> [YOUR GOAL]
Tally the lines of the entries in which the string "Deserialize" occurs, and say only how many.
+++ RECORDED DATA
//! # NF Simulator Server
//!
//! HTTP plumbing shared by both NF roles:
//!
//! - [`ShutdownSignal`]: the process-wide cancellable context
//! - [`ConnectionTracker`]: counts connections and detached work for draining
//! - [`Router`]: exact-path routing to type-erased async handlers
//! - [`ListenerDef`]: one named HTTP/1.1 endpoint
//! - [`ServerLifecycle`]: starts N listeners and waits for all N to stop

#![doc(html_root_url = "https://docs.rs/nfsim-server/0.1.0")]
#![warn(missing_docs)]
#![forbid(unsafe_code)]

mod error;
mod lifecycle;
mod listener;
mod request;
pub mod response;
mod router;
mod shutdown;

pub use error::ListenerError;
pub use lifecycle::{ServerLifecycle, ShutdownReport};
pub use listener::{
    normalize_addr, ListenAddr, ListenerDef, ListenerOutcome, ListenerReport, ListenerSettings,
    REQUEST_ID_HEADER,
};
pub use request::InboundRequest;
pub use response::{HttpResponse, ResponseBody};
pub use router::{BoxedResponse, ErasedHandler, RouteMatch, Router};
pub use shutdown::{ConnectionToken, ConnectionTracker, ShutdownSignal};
++++++
+++ RECORDED DATA
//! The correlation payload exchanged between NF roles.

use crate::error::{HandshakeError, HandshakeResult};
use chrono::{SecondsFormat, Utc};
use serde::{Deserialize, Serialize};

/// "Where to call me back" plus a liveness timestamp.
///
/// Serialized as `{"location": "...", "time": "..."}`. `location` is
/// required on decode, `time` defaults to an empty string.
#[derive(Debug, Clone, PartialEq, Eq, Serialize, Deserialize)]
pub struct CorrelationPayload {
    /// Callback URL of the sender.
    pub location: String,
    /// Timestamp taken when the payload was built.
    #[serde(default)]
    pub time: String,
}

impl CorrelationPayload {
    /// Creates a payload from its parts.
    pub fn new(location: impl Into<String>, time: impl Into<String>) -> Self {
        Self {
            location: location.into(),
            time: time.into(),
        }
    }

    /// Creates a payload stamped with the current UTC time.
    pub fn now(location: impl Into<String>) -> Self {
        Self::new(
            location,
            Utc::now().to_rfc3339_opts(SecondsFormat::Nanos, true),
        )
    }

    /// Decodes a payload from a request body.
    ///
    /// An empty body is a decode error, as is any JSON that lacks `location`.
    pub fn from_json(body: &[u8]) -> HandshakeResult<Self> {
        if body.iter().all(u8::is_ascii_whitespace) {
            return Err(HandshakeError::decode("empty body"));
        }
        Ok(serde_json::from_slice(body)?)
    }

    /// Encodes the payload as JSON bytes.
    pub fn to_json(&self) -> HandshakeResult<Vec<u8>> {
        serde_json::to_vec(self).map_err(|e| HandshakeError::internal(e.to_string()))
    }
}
++++++
> [EXERCISE SOLUTION]
2